Enrichment of known IEGs for genes classified to the peak model in multiple datasets. Enrichment (expressed as odds ratios) and p-values for genes classified across different numbers of time series datasets.
| shared datasets | IEGs enrichment | no. CAGE TSSs (median) | |||||
|---|---|---|---|---|---|---|---|
| no. genes | no. IEGs | no. CAGE TSSs (across eight datasets) | no. IEG CAGE TSSs (across eight datasets) | OR | |||
| 1–8 (all peaking genes) | 8785 | 204 | 102 496 | 913 | — | — | 1 |
| 2–8 | 5270 | 171 | 71 384 | 853 | 6.3 | 2.2 × 10−16 | 1 |
| 3–8 | 2882 | 128 | 45 360 | 751 | 5.9 | 2.2 × 10−16 | 2 |
| 4–8 | 1304 | 86 | 24 616 | 590 | 5.9 | 2.2 × 10−16 | 2 |
| 5–8 | 507 | 56 | 11 528 | 433 | 7.4 | 2.2 × 10−16 | 3 |
| 6–8 | 182 | 35 | 4896 | 299 | 10.3 | 2.2 × 10−16 | 3 |
| 7–8 | 42 | 13 | 1376 | 124 | 12.6 | 2.2 × 10−16 | 4 |
| 8 | 5 | 2 | 264 | 18 | 8.3 | 4.6 × 10−11 | 5 |
Non-coding genes peaking in at least seven out of eight datasets.

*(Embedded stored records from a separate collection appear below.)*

impl ShapeTracker {
    /// Identity tracker over a contiguous buffer of `shape`.
    pub fn contiguous(shape: &[usize]) -> ShapeTracker {
        ShapeTracker {
            views: vec![View::contiguous(shape)],
        }
    }

    pub fn views(&self) -> &[View] {
        &self.views
    }

    pub fn shape(&self) -> &[usize] {
        self.top().shape()
    }

    pub fn ndim(&self) -> usize {
        self.shape().len()
    }

    /// Logical element count.
    pub fn size(&self) -> usize {
        element_count(self.shape())
    }

    fn top(&self) -> &View {
        self.views.last().expect("tracker views are nonempty")
    }

    fn with_top(&self, view: View) -> ShapeTracker {
        let mut views = self.views.clone();
        *views.last_mut().expect("tracker views are nonempty") = view;
        ShapeTracker { views }
    }

    /// True when a single identity view remains, i.e. logical order equals
    /// physical order with no mask.
    pub fn is_contiguous(&self) -> bool {
        self.views.len() == 1 && {
            let v = self.top();
            v.offset == 0
                && v.mask.is_none()
                && v.strides == contiguous_strides(&v.shape)
        }
    }

    // ---------- movement ops ----------

    /// Merge or split axes into `new_shape`; pushes a fresh view when the
    /// strides cannot express the regrouping.
    pub fn reshape(&self, new_shape: &[usize]) -> IrResult<ShapeTracker> {
        if new_shape == self.shape() {
            return Ok(self.clone());
        }
        if element_count(new_shape) != self.size() {
            return Err(IrError::Shape(format!(
                "cannot reshape {:?} ({} elements) to {:?} ({} elements)",
                self.shape(),
                self.size(),
                new_shape,
                element_count(new_shape)
            )));
        }
        let top = self.top();
        if top.mask.is_none() {
            if let Some(strides) = merge_strides(&top.shape, &top.strides, new_shape) {
                return Ok(self.with_top(View {
                    shape: new_shape.to_vec(),
                    strides,
                    offset: top.offset,
                    mask: None,
                }));
            }
        }
        let mut views = self.views.clone();
        views.push(View::contiguous(new_shape));
        Ok(ShapeTracker { views })
    }

    /// Permute axes: output axis `k` reads input axis `axes[k]`.
    pub fn permute(&self, axes: &[usize]) -> IrResult<ShapeTracker> {
        check_permutation(axes, self.ndim())?;
        let top = self.top();
        Ok(self.with_top(View {
            shape: apply_permutation(&top.shape, axes),
            strides: apply_permutation(&top.strides, axes),
            offset: top.offset,
            mask: top.mask.as_ref().map(|m| apply_permutation(m, axes)),
        }))
    }

    /// Insert unit axes at `added_axes` (positions in the output shape),
    /// then stretch every unit axis whose target dim differs, with stride 0.
    pub fn broadcast(&self, out_shape: &[usize], added_axes: &[usize]) -> IrResult<ShapeTracker> {
        if out_shape.len() != self.ndim() + added_axes.len() {
            return Err(IrError::Shape(format!(
                "broadcast of {:?} to {:?} adding axes {:?}",
                self.shape(),
                out_shape,
                added_axes
            )));
        }
        let top = self.top();
        let n_out = out_shape.len();
        let mut shape = Vec::with_capacity(n_out);
        let mut strides = Vec::with_capacity(n_out);
        let mut mask: Option<Vec<(isize, isize)>> = top.mask.as_ref().map(|_| Vec::new());
        let mut src_axis = 0usize;
        for out_axis in 0..n_out {
            if added_axes.contains(&out_axis) {
                shape.push(1);
                strides.push(0);
                if let Some(m) = mask.as_mut() {
                    m.push((0, 1));
                }
            } else {
                shape.push(top.shape[src_axis]);
                strides.push(top.strides[src_axis]);
                if let (Some(m), Some(old)) = (mask.as_mut(), top.mask.as_ref()) {
                    m.push(old[src_axis]);
                }
                src_axis += 1;
            }
        }
        // stretch unit dims
        for k in 0..n_out {
            if shape[k] == out_shape[k] {
                continue;
            }
            if shape[k] != 1 {
                return Err(IrError::Shape(format!(
                    "cannot broadcast axis {} of {:?} to {:?}",
                    k,
                    self.shape(),
                    out_shape
                )));
            }
            shape[k] = out_shape[k];
            strides[k] = 0;
            if let Some(m) = mask.as_mut() {
                // a valid unit axis is valid everywhere; an empty one stays empty
                m[k] = if m[k] == (0, 1) {
                    (0, out_shape[k] as isize)
                } else {
                    (0, 0)
                };
            }
        }
        Ok(self.with_top(View {
            shape,
            strides,
            offset: top.offset,
            mask,
        }))
    }

    /// Zero-pad each axis by `(before, after)` elements, encoded in the
    /// mask.
    pub fn pad(&self, widths: &[(usize, usize)]) -> IrResult<ShapeTracker> {
        if widths.len() != self.ndim() {
            return Err(IrError::Shape(format!(
                "pad widths {:?} against {}-d view",
                widths,
                self.ndim()
            )));
        }
        if widths.iter().all(|&(b, a)| b == 0 && a == 0) {
            return Ok(self.clone());
        }
        let top = self.top();
        let mut shape = Vec::with_capacity(self.ndim());
        let mut offset = top.offset;
        let mut mask = Vec::with_capacity(self.ndim());
        for (k, &(before, after)) in widths.iter().enumerate() {
            let d = top.shape[k];
            let (mlo, mhi) = top
                .mask
                .as_ref()
                .map(|m| m[k])
                .unwrap_or((0, d as isize));
            shape.push(d + before + after);
            offset -= before as isize * top.strides[k];
            mask.push((mlo + before as isize, mhi + before as isize));
        }
        Ok(self.with_top(View {
            shape,
            strides: top.strides.clone(),
            offset,
            mask: Some(mask),
        }))
    }

    /// Keep the half-open `ranges` of each axis.
    pub fn shrink(&self, ranges: &[(usize, usize)]) -> IrResult<ShapeTracker> {
        if ranges.len() != self.ndim() {
            return Err(IrError::Shape(format!(
                "shrink ranges {:?} against {}-d view",
                ranges,
                self.ndim()
            )));
        }
        let top = self.top();
        let mut shape = Vec::with_capacity(self.ndim());
        let mut offset = top.offset;
        let mut mask: Option<Vec<(isize, isize)>> = top.mask.as_ref().map(|_| Vec::new());
        let mut all_full = true;
        for (k, &(lo, hi)) in ranges.iter().enumerate() {
            if lo > hi || hi > top.shape[k] {
                return Err(IrError::Shape(format!(
                    "shrink range ({lo}, {hi}) out of bounds for axis of {}",
                    top.shape[k]
                )));
            }
            let d = hi - lo;
            shape.push(d);
            offset += lo as isize * top.strides[k];
            if let (Some(m), Some(old)) = (mask.as_mut(), top.mask.as_ref()) {
                let (mlo, mhi) = old[k];
                let lo = lo as isize;
                let nlo = (mlo - lo).max(0);
                let nhi = (mhi - lo).min(d as isize);
                if (nlo, nhi) != (0, d as isize) {
                    all_full = false;
                }
                m.push((nlo, nhi.max(nlo)));
            }
        }
        if all_full {
            mask = None;
        }
        Ok(self.with_top(View {
            shape,
            strides: top.strides.clone(),
            offset,
            mask,
        }))
    }

    /// Signed pad-or-shrink: a negative width shrinks that many elements,
    /// a positive width pads.
    pub fn pad_or_shrink(&self, ranges: &[(isize, isize)]) -> IrResult<ShapeTracker> {
        if ranges.len() != self.ndim() {
            return Err(IrError::Shape(format!(
                "pad_or_shrink ranges {:?} against {}-d view",
                ranges,
                self.ndim()
            )));
        }
        let shape = self.shape().to_vec();
        let shrink_ranges: Vec<(usize, usize)> = ranges
            .iter()
            .zip(&shape)
            .map(|(&(b, a), &d)| {
                let lo = (-b).max(0) as usize;
                let hi = d.saturating_sub((-a).max(0) as usize);
                (lo.min(hi), hi)
            })
            .collect();
        let pad_widths: Vec<(usize, usize)> = ranges
            .iter()
            .map(|&(b, a)| (b.max(0) as usize, a.max(0) as usize))
            .collect();
        self.shrink(&shrink_ranges)?.pad(&pad_widths)
    }

    /// Reverse the axes flagged in `axes`.
    pub fn flip(&self, axes: &[bool]) -> IrResult<ShapeTracker> {
        if axes.len() != self.ndim() {
            return Err(IrError::Shape(format!(
                "flip flags {:?} against {}-d view",
                axes,
                self.ndim()
            )));
        }
        let top = self.top();
        let mut strides = top.strides.clone();
        let mut offset = top.offset;
        let mut mask = top.mask.clone();
        for (k, &do_flip) in axes.iter().enumerate() {
            if !do_flip {
                continue;
            }
            let d = top.shape[k] as isize;
            offset += (d - 1) * strides[k];
            strides[k] = -strides[k];
            if let Some(m) = mask.as_mut() {
                let (lo, hi) = m[k];
                m[k] = (d - hi, d - lo);
            }
        }
        Ok(self.with_top(View {
            shape: top.shape.clone(),
            strides,
            offset,
            mask,
        }))
    }

    /// Tile each axis `counts[k]` times. Lowers to reshape + broadcast +
    /// reshape, so the index expression picks up the tiling modulo.
    pub fn repeat(&self, counts: &[usize]) -> IrResult<ShapeTracker> {
        if counts.len() != self.ndim() {
            return Err(IrError::Shape(format!(
                "repeat counts {:?} against {}-d view",
                counts,
                self.ndim()
            )));
        }
        let mut t = self.clone();
        for (axis, &c) in counts.iter().enumerate() {
            if c == 1 {
                continue;
            }
            let s = t.shape().to_vec();
            let mut with_unit = s.clone();
            with_unit.insert(axis, 1);
            let mut expanded = with_unit.clone();
            expanded[axis] = c;
            let mut merged = s.clone();
            merged[axis] = s[axis] * c;
            t = t
                .reshape(&with_unit)?
                .broadcast(&expanded, &[])?
                .reshape(&merged)?;
        }
        Ok(t)
    }

    /// Move axis `src` to position `dst`, keeping the rest in order.
    pub fn moveaxis(&self, src: usize, dst: usize) -> IrResult<ShapeTracker> {
        let n = self.ndim();
        if src >= n || dst >= n {
            return Err(IrError::Shape(format!(
                "moveaxis({src}, {dst}) on a {n}-d view"
            )));
        }
        let mut perm: Vec<usize> = (0..n).filter(|&k| k != src).collect();
        perm.insert(dst, src);
        self.permute(&perm)
    }

    /// Sequence two trackers: `self` reads the logical space of `inner`.
    /// The caller guarantees that `self` was built over a flat space of
    /// `inner.size()` elements; offsets out of that range are undefined.
    pub fn compose(&self, inner: &ShapeTracker) -> IrResult<ShapeTracker> {
        let mut views = inner.views.clone();
        views.extend(self.views.iter().cloned());
        Ok(ShapeTracker { views })
    }

    // ---------- lowering ----------

    /// Numeric `(physical_offset, valid)` of one logical index.
    pub fn offset_and_valid(&self, idx: &[i64]) -> (i64, bool) {
        let mut idx = idx.to_vec();
        for (k, view) in self.views.iter().enumerate().rev() {
            if !view.valid_at(&idx) {
                return (0, false);
            }
            let off = view.offset_at(&idx);
            if k == 0 {
                return (off, true);
            }
            idx = unravel(self.views[k - 1].shape(), off);
        }
        unreachable!("tracker views are nonempty")
    }

    /// Symbolic `(physical_offset, valid)` of a logical index vector. Pure
    /// in the tracker and the index expressions; constant folding through
    /// the `AluExp` constructors removes provably-true validity bits.
    pub fn to_alu_exp(&self, indices: &[AluExp]) -> IrResult<(AluExp, AluExp)> {
        if indices.len() != self.ndim() {
            return Err(IrError::Shape(format!(
                "{} indices into a {}-d view",
                indices.len(),
                self.ndim()
            )));
        }
        let mut idx = indices.to_vec();
        let mut valid = AluExp::bool_const(true);
        for (k, view) in self.views.iter().enumerate().rev() {
            let (off, v) = view.to_alu(&idx)?;
            valid = AluExp::and(valid, v)?;
            if k == 0 {
                return Ok((off, valid));
            }
            idx = unravel_alu(self.views[k - 1].shape(), off)?;
        }
        unreachable!("tracker views are nonempty")
    }
}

The short descriptions of the molecular function are from the genecard database [15].
| gene ID | no. of shared datasets | description (PubMed ref.) |
|---|---|---|
| LINC00478 (MIR99AHG) | 7 | it has a role in cell proliferation and differentiation and it is considered a regulator of oncogenes in leukaemia (PMID: 25027842) |
| LINC00263 | 7 | regulation of oligodendrocyte maturation (PMID: 25575711) |
| LINC-PINT | 8 | putative tumour suppressor (PMID: 24070194) |
| LINC00963 | 7 | involved in the prostate cancer transition from androgen-dependent to androgen-independent and metastasis via the EGFR signalling pathway (PMID: 24691949) |
| LINC00476 | 8 | uncharacterized lincRNA |
| LINC00674 | 7 | uncharacterized lincRNA |
| STX18-AS1 | 7 | uncharacterized lincRNA |
| DLEU2 | 7 | critical host gene of the cell cycle inhibitory microRNAs miR-15a and miR-16-1 (PMID:19591824) |
| MiR-29A | 7 | the expression of the miR-29 family has antifibrotic effects in heart, kidney and other organs; miR-29s have also been shown to induce apoptosis and regulate cell differentiation (PMID: 22214600) |
| MiR-3654 | 7 | involved in prostate cancer progression (PMID: 27297584) |
| MiR-21 | 7 | oncogenic potential (PMID: 18548003) |
| AL928646 | 7 | uncharacterized ncRNA |
| SCARNA17 | 7 | scaRNA involved in the maturation of other RNA molecules (PMID: 12032087) |
| SNORD65 | 7 | belongs to the small nucleolar RNAs, C/D family; involved in rRNA modification and alternative splicing (PMID: 26957605) |
| SNORD82 | 7 | belongs to the small nucleolar RNAs, C/D family; involved in rRNA modification and alternative splicing (PMID: 26957605) |
Figure 4.Conserved activation network. (a) Schematic profiles of two peaking genes, with temporal precedence indicated by the arrow. (b) Conserved temporal precedence between IEGs (light blue nodes), TFs (yellow nodes) ncRNA (grey nodes) and other protein-coding genes (green nodes) is shown by directed edges. A subset of IEGs in this network are also TFs (FOS, KLF6, FOSB, BHLHE40, JUN and FOSL1).
Figure 5.Transcriptional dynamics of genes classified to the peak model. Scatterplots of log fold change against the time of peaking for selected genes, with conserved temporal precedence indicated by arrows for (a) PMDM_LPS and (b) MCF7_EGF1. FOS peaks earliest and has many conserved temporal relations to later peaking genes, while EHD1 peaks late and has many conserved temporal orderings with earlier peaking genes.